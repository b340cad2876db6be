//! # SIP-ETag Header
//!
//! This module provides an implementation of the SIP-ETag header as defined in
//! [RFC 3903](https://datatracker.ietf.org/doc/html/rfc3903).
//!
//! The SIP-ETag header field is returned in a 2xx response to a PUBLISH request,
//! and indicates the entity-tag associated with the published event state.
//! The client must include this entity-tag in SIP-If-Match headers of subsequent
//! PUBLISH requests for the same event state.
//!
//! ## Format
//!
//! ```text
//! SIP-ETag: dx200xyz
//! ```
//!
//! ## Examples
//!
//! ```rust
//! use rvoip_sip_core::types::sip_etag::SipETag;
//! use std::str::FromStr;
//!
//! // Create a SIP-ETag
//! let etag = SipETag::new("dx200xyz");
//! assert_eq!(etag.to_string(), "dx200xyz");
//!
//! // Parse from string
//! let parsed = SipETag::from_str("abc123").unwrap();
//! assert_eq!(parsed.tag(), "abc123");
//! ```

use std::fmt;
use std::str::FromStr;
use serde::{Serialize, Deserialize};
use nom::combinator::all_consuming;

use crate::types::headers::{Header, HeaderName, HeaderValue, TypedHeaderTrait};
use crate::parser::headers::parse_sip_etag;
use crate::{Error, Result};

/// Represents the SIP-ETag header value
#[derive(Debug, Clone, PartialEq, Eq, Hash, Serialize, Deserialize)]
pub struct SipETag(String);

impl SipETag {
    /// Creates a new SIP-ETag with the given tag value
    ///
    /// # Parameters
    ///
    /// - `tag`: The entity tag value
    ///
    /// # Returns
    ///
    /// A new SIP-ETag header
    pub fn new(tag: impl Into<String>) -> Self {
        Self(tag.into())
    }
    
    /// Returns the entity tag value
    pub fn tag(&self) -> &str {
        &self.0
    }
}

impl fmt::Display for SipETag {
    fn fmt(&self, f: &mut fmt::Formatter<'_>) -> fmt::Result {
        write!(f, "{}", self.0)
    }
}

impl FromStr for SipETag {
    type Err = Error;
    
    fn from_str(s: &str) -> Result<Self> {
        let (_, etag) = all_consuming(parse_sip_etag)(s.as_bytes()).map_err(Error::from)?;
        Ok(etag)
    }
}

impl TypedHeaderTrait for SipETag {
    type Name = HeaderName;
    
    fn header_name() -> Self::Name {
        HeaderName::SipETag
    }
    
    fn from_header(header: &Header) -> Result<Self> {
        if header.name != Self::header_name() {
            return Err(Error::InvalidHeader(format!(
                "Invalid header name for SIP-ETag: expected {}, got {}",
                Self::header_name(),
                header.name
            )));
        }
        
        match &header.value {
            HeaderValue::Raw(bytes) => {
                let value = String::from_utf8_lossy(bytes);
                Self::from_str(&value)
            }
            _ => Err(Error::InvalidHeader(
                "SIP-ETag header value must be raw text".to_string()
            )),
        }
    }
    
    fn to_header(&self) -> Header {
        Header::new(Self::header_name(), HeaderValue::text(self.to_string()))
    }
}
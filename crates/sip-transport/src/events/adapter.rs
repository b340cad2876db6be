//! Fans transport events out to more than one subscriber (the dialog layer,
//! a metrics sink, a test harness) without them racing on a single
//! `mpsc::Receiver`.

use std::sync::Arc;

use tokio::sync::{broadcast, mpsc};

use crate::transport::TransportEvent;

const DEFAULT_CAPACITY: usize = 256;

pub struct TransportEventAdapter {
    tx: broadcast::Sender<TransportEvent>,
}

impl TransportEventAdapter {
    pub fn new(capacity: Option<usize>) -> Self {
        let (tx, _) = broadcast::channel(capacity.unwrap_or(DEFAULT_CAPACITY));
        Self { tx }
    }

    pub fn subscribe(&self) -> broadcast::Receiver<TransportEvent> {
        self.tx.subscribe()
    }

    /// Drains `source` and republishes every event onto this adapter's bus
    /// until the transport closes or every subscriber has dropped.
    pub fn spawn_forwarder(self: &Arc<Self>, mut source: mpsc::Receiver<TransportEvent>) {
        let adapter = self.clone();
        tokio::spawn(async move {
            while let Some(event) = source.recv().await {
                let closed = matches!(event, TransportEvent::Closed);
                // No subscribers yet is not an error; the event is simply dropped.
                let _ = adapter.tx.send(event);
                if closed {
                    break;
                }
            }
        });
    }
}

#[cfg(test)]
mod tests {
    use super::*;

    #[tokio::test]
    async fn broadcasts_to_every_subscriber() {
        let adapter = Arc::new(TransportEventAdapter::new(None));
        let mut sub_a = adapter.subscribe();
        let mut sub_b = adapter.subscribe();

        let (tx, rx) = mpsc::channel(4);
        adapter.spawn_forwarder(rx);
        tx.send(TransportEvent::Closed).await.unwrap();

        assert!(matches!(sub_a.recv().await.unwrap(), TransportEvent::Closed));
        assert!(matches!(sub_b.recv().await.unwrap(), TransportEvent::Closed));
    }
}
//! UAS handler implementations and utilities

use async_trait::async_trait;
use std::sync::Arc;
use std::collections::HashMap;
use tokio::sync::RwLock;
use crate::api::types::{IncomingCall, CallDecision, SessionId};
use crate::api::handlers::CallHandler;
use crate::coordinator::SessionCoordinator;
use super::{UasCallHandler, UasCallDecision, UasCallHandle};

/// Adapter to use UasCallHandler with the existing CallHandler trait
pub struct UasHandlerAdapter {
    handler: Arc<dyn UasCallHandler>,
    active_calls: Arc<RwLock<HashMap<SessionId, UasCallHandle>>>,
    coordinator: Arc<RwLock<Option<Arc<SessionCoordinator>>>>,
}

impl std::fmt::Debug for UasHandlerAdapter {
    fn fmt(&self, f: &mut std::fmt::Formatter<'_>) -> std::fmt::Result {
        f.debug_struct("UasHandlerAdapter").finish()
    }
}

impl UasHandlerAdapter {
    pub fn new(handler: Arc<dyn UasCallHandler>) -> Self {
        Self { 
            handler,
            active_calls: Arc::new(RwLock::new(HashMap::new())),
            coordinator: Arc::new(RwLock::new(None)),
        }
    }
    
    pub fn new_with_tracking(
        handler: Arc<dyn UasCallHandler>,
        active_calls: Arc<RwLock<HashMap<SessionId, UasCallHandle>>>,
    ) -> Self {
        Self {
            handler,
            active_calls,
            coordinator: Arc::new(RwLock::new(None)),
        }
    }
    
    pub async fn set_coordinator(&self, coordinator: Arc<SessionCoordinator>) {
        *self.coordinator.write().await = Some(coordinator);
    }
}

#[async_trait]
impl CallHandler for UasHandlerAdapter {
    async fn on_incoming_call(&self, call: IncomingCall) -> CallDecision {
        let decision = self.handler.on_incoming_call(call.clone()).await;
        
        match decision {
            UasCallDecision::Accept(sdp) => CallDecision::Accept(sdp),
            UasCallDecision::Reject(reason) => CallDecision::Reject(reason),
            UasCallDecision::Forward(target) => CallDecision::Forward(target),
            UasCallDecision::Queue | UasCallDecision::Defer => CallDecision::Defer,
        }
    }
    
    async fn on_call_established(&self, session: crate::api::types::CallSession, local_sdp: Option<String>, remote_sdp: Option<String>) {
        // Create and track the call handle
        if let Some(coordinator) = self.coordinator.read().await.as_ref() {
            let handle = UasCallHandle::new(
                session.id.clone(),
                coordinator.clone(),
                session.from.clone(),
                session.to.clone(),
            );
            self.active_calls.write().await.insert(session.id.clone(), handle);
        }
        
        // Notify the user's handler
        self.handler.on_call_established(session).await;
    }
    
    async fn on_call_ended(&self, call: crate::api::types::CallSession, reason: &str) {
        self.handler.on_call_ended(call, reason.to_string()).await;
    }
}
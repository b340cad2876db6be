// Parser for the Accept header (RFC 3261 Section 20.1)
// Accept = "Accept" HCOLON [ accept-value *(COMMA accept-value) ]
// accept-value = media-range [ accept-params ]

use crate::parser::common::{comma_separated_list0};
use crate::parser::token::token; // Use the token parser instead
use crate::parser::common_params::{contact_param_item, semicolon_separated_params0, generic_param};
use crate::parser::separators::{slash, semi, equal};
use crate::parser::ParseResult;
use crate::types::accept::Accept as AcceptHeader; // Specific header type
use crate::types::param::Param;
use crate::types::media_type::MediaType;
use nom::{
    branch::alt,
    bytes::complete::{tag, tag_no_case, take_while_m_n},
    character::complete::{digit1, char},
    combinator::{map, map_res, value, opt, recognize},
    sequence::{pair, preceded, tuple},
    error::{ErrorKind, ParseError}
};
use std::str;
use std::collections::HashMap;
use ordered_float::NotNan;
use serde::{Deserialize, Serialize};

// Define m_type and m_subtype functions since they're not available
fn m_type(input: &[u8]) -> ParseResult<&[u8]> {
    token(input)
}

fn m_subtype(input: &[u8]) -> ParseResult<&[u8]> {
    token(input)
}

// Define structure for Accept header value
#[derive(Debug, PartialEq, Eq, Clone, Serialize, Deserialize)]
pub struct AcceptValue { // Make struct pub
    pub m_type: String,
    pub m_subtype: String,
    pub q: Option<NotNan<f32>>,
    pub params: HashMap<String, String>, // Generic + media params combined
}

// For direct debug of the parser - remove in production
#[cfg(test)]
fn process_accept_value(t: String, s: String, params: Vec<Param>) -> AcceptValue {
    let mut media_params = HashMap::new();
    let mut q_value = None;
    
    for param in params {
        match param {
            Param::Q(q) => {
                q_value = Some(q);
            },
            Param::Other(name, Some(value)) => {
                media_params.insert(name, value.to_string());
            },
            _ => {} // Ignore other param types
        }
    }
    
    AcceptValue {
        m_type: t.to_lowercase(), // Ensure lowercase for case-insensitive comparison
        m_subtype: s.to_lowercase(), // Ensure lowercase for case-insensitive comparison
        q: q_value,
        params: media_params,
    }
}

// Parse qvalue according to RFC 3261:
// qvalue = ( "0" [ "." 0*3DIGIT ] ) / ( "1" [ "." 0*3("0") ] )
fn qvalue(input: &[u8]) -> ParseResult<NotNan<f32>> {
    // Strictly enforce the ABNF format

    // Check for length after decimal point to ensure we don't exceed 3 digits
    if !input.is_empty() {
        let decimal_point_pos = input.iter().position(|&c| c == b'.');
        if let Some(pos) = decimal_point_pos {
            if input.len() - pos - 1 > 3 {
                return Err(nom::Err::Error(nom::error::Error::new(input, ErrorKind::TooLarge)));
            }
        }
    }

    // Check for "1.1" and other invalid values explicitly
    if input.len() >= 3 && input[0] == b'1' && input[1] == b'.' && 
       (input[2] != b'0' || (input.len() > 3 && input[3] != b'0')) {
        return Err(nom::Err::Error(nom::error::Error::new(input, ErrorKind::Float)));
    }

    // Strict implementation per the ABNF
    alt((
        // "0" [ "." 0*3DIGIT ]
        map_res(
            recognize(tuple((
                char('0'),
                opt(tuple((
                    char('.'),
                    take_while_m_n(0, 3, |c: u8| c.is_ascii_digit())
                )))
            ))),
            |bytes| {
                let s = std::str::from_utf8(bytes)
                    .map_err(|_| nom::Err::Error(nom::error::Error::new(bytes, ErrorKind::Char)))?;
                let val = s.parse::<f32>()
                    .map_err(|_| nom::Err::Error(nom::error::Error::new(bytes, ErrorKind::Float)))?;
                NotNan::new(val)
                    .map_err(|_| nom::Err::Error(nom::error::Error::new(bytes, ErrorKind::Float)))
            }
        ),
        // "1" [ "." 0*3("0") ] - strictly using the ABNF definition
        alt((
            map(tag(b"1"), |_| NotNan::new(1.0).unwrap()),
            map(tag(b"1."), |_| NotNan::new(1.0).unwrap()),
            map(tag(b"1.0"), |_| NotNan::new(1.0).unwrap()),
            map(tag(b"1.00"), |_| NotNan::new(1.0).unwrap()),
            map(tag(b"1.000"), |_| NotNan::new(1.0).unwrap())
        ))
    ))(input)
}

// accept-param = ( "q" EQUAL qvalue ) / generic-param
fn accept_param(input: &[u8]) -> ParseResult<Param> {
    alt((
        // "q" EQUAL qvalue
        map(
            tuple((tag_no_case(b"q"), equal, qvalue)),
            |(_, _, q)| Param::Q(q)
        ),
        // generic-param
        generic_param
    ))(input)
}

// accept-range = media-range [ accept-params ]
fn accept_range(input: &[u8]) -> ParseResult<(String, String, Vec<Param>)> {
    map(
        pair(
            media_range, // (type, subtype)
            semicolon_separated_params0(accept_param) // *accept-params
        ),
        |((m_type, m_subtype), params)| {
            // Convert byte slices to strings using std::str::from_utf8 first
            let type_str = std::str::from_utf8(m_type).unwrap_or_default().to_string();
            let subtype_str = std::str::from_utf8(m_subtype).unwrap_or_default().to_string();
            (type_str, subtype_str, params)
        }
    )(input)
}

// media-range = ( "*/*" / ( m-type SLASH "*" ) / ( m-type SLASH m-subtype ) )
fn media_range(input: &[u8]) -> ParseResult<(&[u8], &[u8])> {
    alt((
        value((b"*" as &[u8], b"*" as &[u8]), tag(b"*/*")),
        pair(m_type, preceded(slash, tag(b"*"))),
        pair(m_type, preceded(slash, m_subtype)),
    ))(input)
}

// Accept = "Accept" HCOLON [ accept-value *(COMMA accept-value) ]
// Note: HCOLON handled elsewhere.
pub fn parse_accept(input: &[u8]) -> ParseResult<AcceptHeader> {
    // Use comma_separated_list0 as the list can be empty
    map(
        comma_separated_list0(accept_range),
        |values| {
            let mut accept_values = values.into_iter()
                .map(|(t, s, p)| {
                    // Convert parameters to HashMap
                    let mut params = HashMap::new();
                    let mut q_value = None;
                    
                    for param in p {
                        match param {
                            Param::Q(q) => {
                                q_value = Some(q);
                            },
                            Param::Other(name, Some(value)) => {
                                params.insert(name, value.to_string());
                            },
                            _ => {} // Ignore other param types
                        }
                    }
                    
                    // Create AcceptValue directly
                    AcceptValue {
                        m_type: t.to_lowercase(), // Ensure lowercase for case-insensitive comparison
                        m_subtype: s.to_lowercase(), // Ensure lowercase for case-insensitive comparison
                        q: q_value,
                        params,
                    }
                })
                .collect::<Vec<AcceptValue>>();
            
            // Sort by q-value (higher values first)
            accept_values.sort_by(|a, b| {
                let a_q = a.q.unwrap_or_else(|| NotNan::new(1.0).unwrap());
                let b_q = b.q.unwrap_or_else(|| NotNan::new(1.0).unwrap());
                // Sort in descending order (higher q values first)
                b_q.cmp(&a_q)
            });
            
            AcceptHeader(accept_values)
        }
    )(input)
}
════════════════
Copy each line in the data that holds the word "must".

//! The client must include this entity-tag in SIP-If-Match headers of subsequent
                "SIP-ETag header value must be raw text".to_string()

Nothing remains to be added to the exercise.